La pantalla que han colocado en el Estadio de Eugene (Oregón) donde se desarrolla el Mundial de Atletismo es gigante. Pero ni siquiera los espectadores que estén allí podrán ver con tanta minuciosidad lo que ocurre en cada una de las pruebas como quienes las seguimos desde casa.
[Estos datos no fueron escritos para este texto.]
impl NodeDraft {
    /// Start a draft. The embedding key defaults to the description.
    #[must_use]
    pub fn new(created: Timestamp, triple: Triple, description: impl Into<String>) -> Self {
        let description = description.into();
        Self {
            created,
            expires: None,
            triple,
            embedding_key: description.clone(),
            description,
            keywords: BTreeSet::new(),
            importance: 1.0,
            embedding: Embedding(Vec::new()),
            evidence: Evidence::default(),
        }
    }

    /// Set the expiry.
    #[must_use]
    pub fn expires(mut self, at: Timestamp) -> Self {
        self.expires = Some(at);
        self
    }

    /// Set the keywords.
    #[must_use]
    pub fn keywords<I, S>(mut self, keywords: I) -> Self
    where
        I: IntoIterator<Item = S>,
        S: Into<String>,
    {
        self.keywords = keywords.into_iter().map(Into::into).collect();
        self
    }

    /// Set the poignancy.
    #[must_use]
    pub fn importance(mut self, importance: f32) -> Self {
        self.importance = importance;
        self
    }

    /// Set the embedding key and vector.
    #[must_use]
    pub fn embedding(mut self, key: impl Into<String>, vector: Embedding) -> Self {
        self.embedding_key = key.into();
        self.embedding = vector;
        self
    }

    /// Set the evidence.
    #[must_use]
    pub fn evidence(mut self, evidence: Evidence) -> Self {
        self.evidence = evidence;
        self
    }
}
//! Spatial memory: the places an agent knows about.
//!
//! A nested `world → sector → arena → [game objects]` tree, grown from the
//! tile addresses the agent perceives. Used to ground plans in the map.
//! Every level lists its entries in the order they were discovered.

use std::path::Path;

use indexmap::IndexMap;
use serde::{Deserialize, Serialize};
use tracing::debug;

use crate::error::Result;

type Arenas = IndexMap<String, Vec<String>>;
type Sectors = IndexMap<String, Arenas>;

/// A perceived tile address. Empty segments mean "not part of that level".
#[derive(Debug, Clone, Default, PartialEq, Eq, Serialize, Deserialize)]
pub struct TileAddress {
    /// World name.
    pub world: String,
    /// Sector inside the world.
    pub sector: String,
    /// Arena inside the sector.
    pub arena: String,
    /// Game object inside the arena.
    pub game_object: String,
}

impl TileAddress {
    /// `world:sector:arena` path of this tile.
    #[must_use]
    pub fn arena_path(&self) -> String {
        format!("{}:{}:{}", self.world, self.sector, self.arena)
    }
}

/// The agent's known map.
#[derive(Debug, Clone, Default, PartialEq, Eq, Serialize, Deserialize)]
#[serde(transparent)]
pub struct MemoryTree {
    tree: IndexMap<String, Sectors>,
}

impl MemoryTree {
    /// Create an empty tree.
    #[must_use]
    pub fn new() -> Self {
        Self::default()
    }

    /// Load from a JSON file.
    ///
    /// # Errors
    ///
    /// Fails if the file cannot be read or is not a valid tree.
    pub fn load(path: &Path) -> Result<Self> {
        let raw = std::fs::read_to_string(path)?;
        let tree: Self = serde_json::from_str(&raw)?;
        debug!(path = %path.display(), worlds = tree.tree.len(), "Loaded spatial memory");
        Ok(tree)
    }

    /// Write to a JSON file, replacing it.
    ///
    /// # Errors
    ///
    /// Fails on serialization or I/O errors.
    pub fn save(&self, path: &Path) -> Result<()> {
        let json = serde_json::to_string(self)?;
        std::fs::write(path, json)?;
        Ok(())
    }

    /// Add whatever levels of `tile` are not yet known.
    ///
    /// A level is only descended into when every level above it is set.
    pub fn learn(&mut self, tile: &TileAddress) {
        if tile.world.is_empty() {
            return;
        }
        let sectors = self.tree.entry(tile.world.clone()).or_default();
        if tile.sector.is_empty() {
            return;
        }
        let arenas = sectors.entry(tile.sector.clone()).or_default();
        if tile.arena.is_empty() {
            return;
        }
        let objects = arenas.entry(tile.arena.clone()).or_default();
        if !tile.game_object.is_empty() && !objects.contains(&tile.game_object) {
            objects.push(tile.game_object.clone());
        }
    }

    /// Sectors of `world`, comma-joined. Empty if unknown.
    #[must_use]
    pub fn accessible_sectors(&self, world: &str) -> String {
        self.tree
            .get(world)
            .map(|s| join(s.keys()))
            .unwrap_or_default()
    }

    /// Arenas of a `world:sector` path, comma-joined.
    #[must_use]
    pub fn accessible_arenas(&self, sector_path: &str) -> String {
        let mut parts = sector_path.splitn(2, ':');
        let (Some(world), Some(sector)) = (parts.next(), parts.next()) else {
            return String::new();
        };
        if sector.is_empty() {
            return String::new();
        }
        self.tree
            .get(world)
            .and_then(|s| s.get(sector))
            .map(|a| join(a.keys()))
            .unwrap_or_default()
    }

    /// Game objects of a `world:sector:arena` path, comma-joined.
    ///
    /// Falls back to the lower-cased arena name when the exact one is not
    /// known.
    #[must_use]
    pub fn accessible_objects(&self, arena_path: &str) -> String {
        let mut parts = arena_path.splitn(3, ':');
        let (Some(world), Some(sector), Some(arena)) = (parts.next(), parts.next(), parts.next())
        else {
            return String::new();
        };
        if arena.is_empty() {
            return String::new();
        }
        let Some(arenas) = self.tree.get(world).and_then(|s| s.get(sector)) else {
            return String::new();
        };
        arenas
            .get(arena)
            .or_else(|| arenas.get(&arena.to_lowercase()))
            .map(|objects| objects.join(", "))
            .unwrap_or_default()
    }

    /// `true` if nothing is known.
    #[must_use]
    pub fn is_empty(&self) -> bool {
        self.tree.is_empty()
    }
}

fn join<'a>(keys: impl Iterator<Item = &'a String>) -> String {
    keys.map(String::as_str).collect::<Vec<_>>().join(", ")
}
No menos grandes ni con menor definición.

Y es que a poco que uno sepa mirar, tenga curiosidad en observar los detalles y se sepa detener en los subtextos, más allá de lo estrictamente deportivo, un evento de las características de este Mundial al aire libre, donde las cámaras ven mucho más de lo que es capaz de captar el ojo humano, nos regala a cada instante imágenes que sólo han sido posibles a partir del nuevo siglo. Que al menos en el audiovisual, ha avanzado a pasos de gigante.

Entre los centenares de notas al margen que darían para poemarios, ensayos o relatos de verano (¿por qué nadie los escribe?) elijo un tema que me resultó chocante. Con qué poca ceremonia se les cuelgan las medallas a los ganadores de cada prueba. En cuanto cruzan la meta o concluyen los saltos, una ayudante les coloca la medalla al cuello. Aunque alguno, como el griego Mitiadis Tentoglou, contrariado, se quite la de plata al instante, conseguida en salto de longitud (donde Eusebio Cáceres quedó octavo). Con la misma actitud rutinaria con la que yo me quito la acreditación de un festival de cine al abandonar una proyección, o hago la mascarilla un ovillo en cuanto salgo del autobús urbano y me la meto en el bolsillo.

Sólo de tarde en tarde se ven las ceremonias de entrega de otros campeonatos. Parece como si la ausencia de parafernalia desposeyera el trofeo de parte de su valor. Cuántas historias quedarán por contar.